PROBLEM TO SOLVE: Write out exactly the lines of the material below, beginning at the top and ending at the line that contains "on-board data processor".

PROVIDED RECORDS:
//! Data descriptor graph
//!
//! Every firmware signal (a sensor channel, a processor output, a split
//! vector lane) is described by a [`DataDescriptor`] node. Nodes live in a
//! single [`DescriptorArena`] owned by the board and are addressed by stable
//! [`DescId`] handles everywhere else (routes, processors, consumers), which
//! keeps the "derived from" and "splits into" edges free of shared-ownership
//! cycles and makes the whole graph serializable as one blob.
//!
//! Descriptor identity is immutable once built, with two exceptions:
//! the live bit on the register id, flipped only by [`DescriptorArena::mark_live`]
//! and [`DescriptorArena::mark_silent`], and the one-time instance-id
//! promotion performed when the firmware confirms an allocation.

use crate::codec::Layout;
use crate::error::{LinkError, Result};
use crate::protocol::{LIVE_BIT, REGISTER_MASK};
use serde::{Deserialize, Serialize};

/// Stable handle to a descriptor in the arena
#[derive(Debug, Clone, Copy, PartialEq, Eq, Hash, Serialize, Deserialize)]
pub struct DescId(u32);

impl DescId {
    pub(crate) fn index(self) -> usize {
        self.0 as usize
    }
}

/// Classification of a signal's origin, used for operator gating
#[derive(Debug, Clone, Copy, PartialEq, Eq, Serialize, Deserialize)]
pub enum SignalClass {
    /// Raw sensor channel
    Sensor,
    /// Output of an on-board data processor
    Derived,
    /// Sensor-fusion output; most scalar operators reject these
    Fused,
}

/// How a descriptor's notifications are switched on and off
#[derive(Debug, Clone, Copy, PartialEq, Eq, Serialize, Deserialize)]
pub struct Enable {
    /// Register that carries the enable command
    pub register: u8,
    /// Whether the enable command addresses a specific instance
    pub per_instance: bool,
}

/// One node in the descriptor graph
#[derive(Debug, Clone, Serialize, Deserialize)]
pub struct DataDescriptor {
    /// Owning module id
    pub module: u8,
    /// Register id; carries the live bit, masked out for dispatch matching
    pub register: u8,
    /// Firmware-assigned instance, `None` until provisioning promotes it
    pub instance: Option<u8>,
    /// Byte layout of the payload
    pub layout: Layout,
    /// Scale factor mapping raw integers to engineering units
    pub scale: f32,
    /// Signal origin classification
    pub class: SignalClass,
    /// Enable-register info, if the signal can notify
    pub enable: Option<Enable>,
    /// The descriptor this signal was derived from
    pub parent: Option<DescId>,
    /// Per-lane child descriptors for vector splitting
    pub children: Vec<DescId>,
}

impl DataDescriptor {
    /// Register id with flag bits stripped, as used for dispatch matching
    pub fn base_register(&self) -> u8 {
        self.register & REGISTER_MASK
    }

    /// Whether the descriptor is actively notifying
    pub fn is_live(&self) -> bool {
        self.register & LIVE_BIT != 0
    }

    /// Payload length in bytes
    pub fn payload_len(&self) -> usize {
        self.layout.payload_len()
    }
}

/// Arena holding every descriptor for one board connection
#[derive(Debug, Default, Clone, Serialize, Deserialize)]
pub struct DescriptorArena {
    nodes: Vec<DataDescriptor>,
}

impl DescriptorArena {
    pub fn new() -> Self {
        Self::default()
    }

    /// Register a root sensor descriptor
    pub fn sensor(
        &mut self,
        module: u8,
        register: u8,
        layout: Layout,
        scale: f32,
        class: SignalClass,
        enable: Option<Enable>,
    ) -> DescId {
        self.insert(DataDescriptor {
            module,
            register,
            instance: None,
            layout,
            scale,
            class,
            enable,
            parent: None,
            children: Vec::new(),
        })
    }

    /// Derive a new signal from `parent`; the child inherits the parent's
    /// class so fusion gating follows derived signals.
    pub fn derive(
        &mut self,
        parent: DescId,
        module: u8,
        register: u8,
        layout: Layout,
        scale: f32,
        enable: Option<Enable>,
    ) -> DescId {
        let class = match self.get(parent).class {
            SignalClass::Fused => SignalClass::Fused,
            _ => SignalClass::Derived,
        };
        self.insert(DataDescriptor {
            module,
            register,
            instance: None,
            layout,
            scale,
            class,
            enable,
            parent: Some(parent),
            children: Vec::new(),
        })
    }

    /// Split a vector descriptor into per-lane children, creating them on
    /// first use. Errors on non-vector layouts.
    pub fn split(&mut self, parent: DescId) -> Result<Vec<DescId>> {
        let node = self.get(parent).clone();
        if !node.layout.is_vector() {
            return Err(LinkError::InvalidRoute(
                "split() requires a multi-lane vector signal".to_string(),
            ));
        }
        if !node.children.is_empty() {
            return Ok(node.children);
        }

        let lane_size = node.layout.replica_len() as u8;
        let mut children = Vec::with_capacity(node.layout.replicas as usize);
        for lane in 0..node.layout.replicas {
            let layout = Layout {
                sizes: node.layout.sizes.clone(),
                replicas: 1,
                offset: node.layout.offset + lane * lane_size,
                signed: node.layout.signed,
            };
            let child = self.insert(DataDescriptor {
                module: node.module,
                register: node.register,
                instance: node.instance,
                layout,
                scale: node.scale,
                class: node.class,
                enable: node.enable,
                parent: Some(parent),
                children: Vec::new(),
            });
            children.push(child);
        }
        self.nodes[parent.index()].children = children.clone();
        Ok(children)
    }

    pub fn get(&self, id: DescId) -> &DataDescriptor {
        &self.nodes[id.index()]
    }

    /// Flip the live bit on; idempotent.
    pub fn mark_live(&mut self, id: DescId) {
        self.nodes[id.index()].register |= LIVE_BIT;
    }

    /// Flip the live bit off; idempotent.
    pub fn mark_silent(&mut self, id: DescId) {
        self.nodes[id.index()].register &= !LIVE_BIT;
    }

    /// Drop every live bit, for restoring a snapshot taken mid-stream
    pub fn mark_all_silent(&mut self) {
        for node in &mut self.nodes {
            node.register &= !LIVE_BIT;
        }
    }

    /// Promote a descriptor's instance id after the firmware confirms the
    /// allocation. The promotion is one-time; re-promoting to a different id
    /// is a contract violation.
    pub fn promote_instance(&mut self, id: DescId, instance: u8) -> Result<()> {
        let node = &mut self.nodes[id.index()];
        match node.instance {
            None => {
                node.instance = Some(instance);
                Ok(())
            }
            Some(existing) if existing == instance => Ok(()),
            Some(existing) => Err(LinkError::Codec(format!(
                "descriptor already bound to instance {existing}, cannot rebind to {instance}"
            ))),
        }
    }

    pub fn len(&self) -> usize {
        self.nodes.len()
    }

    pub fn is_empty(&self) -> bool {
        self.nodes.is_empty()
    }

    fn insert(&mut self, node: DataDescriptor) -> DescId {
        let id = DescId(self.nodes.len() as u32);
        self.nodes.push(node);
        id
    }
}

#[cfg(test)]
mod tests {
    use super::*;
    use crate::codec::Layout;

    fn arena_with_vector() -> (DescriptorArena, DescId) {
        let mut arena = DescriptorArena::new();
        let id = arena.sensor(
            0x03,
            0x04,
            Layout::vector(2, 3, true),
            16384.0,
            SignalClass::Sensor,
            Some(Enable {
                register: 0x02,
                per_instance: false,
            }),
        );
        (arena, id)
    }

    #[test]
    fn test_live_bit_toggling() {
        let (mut arena, id) = arena_with_vector();
        assert!(!arena.get(id).is_live());
        arena.mark_live(id);
        assert!(arena.get(id).is_live());
        assert_eq!(arena.get(id).base_register(), 0x04);
        arena.mark_silent(id);
        assert!(!arena.get(id).is_live());
    }

    #[test]
    fn test_split_creates_offset_lanes() {
        let (mut arena, id) = arena_with_vector();
        let children = arena.split(id).unwrap();
        assert_eq!(children.len(), 3);
        assert_eq!(arena.get(children[0]).layout.offset, 0);
        assert_eq!(arena.get(children[1]).layout.offset, 2);
        assert_eq!(arena.get(children[2]).layout.offset, 4);
        assert_eq!(arena.get(children[1]).payload_len(), 2);
        assert_eq!(arena.get(children[1]).parent, Some(id));

        // Second split returns the same children
        let again = arena.split(id).unwrap();
        assert_eq!(again, children);
    }

    #[test]
    fn test_split_scalar_rejected() {
        let mut arena = DescriptorArena::new();
        let id = arena.sensor(
            0x05,
            0x01,
            Layout::scalar(2, false),
            1.0,
            SignalClass::Sensor,
            None,
        );
        assert!(arena.split(id).is_err());
    }

    #[test]
    fn test_instance_promotion_is_one_time() {
        let (mut arena, id) = arena_with_vector();
        assert_eq!(arena.get(id).instance, None);
        arena.promote_instance(id, 3).unwrap();
        assert_eq!(arena.get(id).instance, Some(3));
        // Same id again is fine, a different one is not
        arena.promote_instance(id, 3).unwrap();
        assert!(arena.promote_instance(id, 4).is_err());
    }

    #[test]
    fn test_derived_class_propagates_fusion() {
        let mut arena = DescriptorArena::new();
        let fused = arena.sensor(
            0x19,
            0x04,
            Layout::vector(4, 4, true),
            1073741824.0,
            SignalClass::Fused,
            None,
        );
        let derived = arena.derive(fused, 0x09, 0x03, Layout::scalar(4, true), 1.0, None);
        assert_eq!(arena.get(derived).class, SignalClass::Fused);
    }
}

REPLY TO THE TASK:
//! Data descriptor graph
//!
//! Every firmware signal (a sensor channel, a processor output, a split
//! vector lane) is described by a [`DataDescriptor`] node. Nodes live in a
//! single [`DescriptorArena`] owned by the board and are addressed by stable
//! [`DescId`] handles everywhere else (routes, processors, consumers), which
//! keeps the "derived from" and "splits into" edges free of shared-ownership
//! cycles and makes the whole graph serializable as one blob.
//!
//! Descriptor identity is immutable once built, with two exceptions:
//! the live bit on the register id, flipped only by [`DescriptorArena::mark_live`]
//! and [`DescriptorArena::mark_silent`], and the one-time instance-id
//! promotion performed when the firmware confirms an allocation.

use crate::codec::Layout;
use crate::error::{LinkError, Result};
use crate::protocol::{LIVE_BIT, REGISTER_MASK};
use serde::{Deserialize, Serialize};

/// Stable handle to a descriptor in the arena
#[derive(Debug, Clone, Copy, PartialEq, Eq, Hash, Serialize, Deserialize)]
pub struct DescId(u32);

impl DescId {
    pub(crate) fn index(self) -> usize {
        self.0 as usize
    }
}

/// Classification of a signal's origin, used for operator gating
#[derive(Debug, Clone, Copy, PartialEq, Eq, Serialize, Deserialize)]
pub enum SignalClass {
    /// Raw sensor channel
    Sensor,
    /// Output of an on-board data processor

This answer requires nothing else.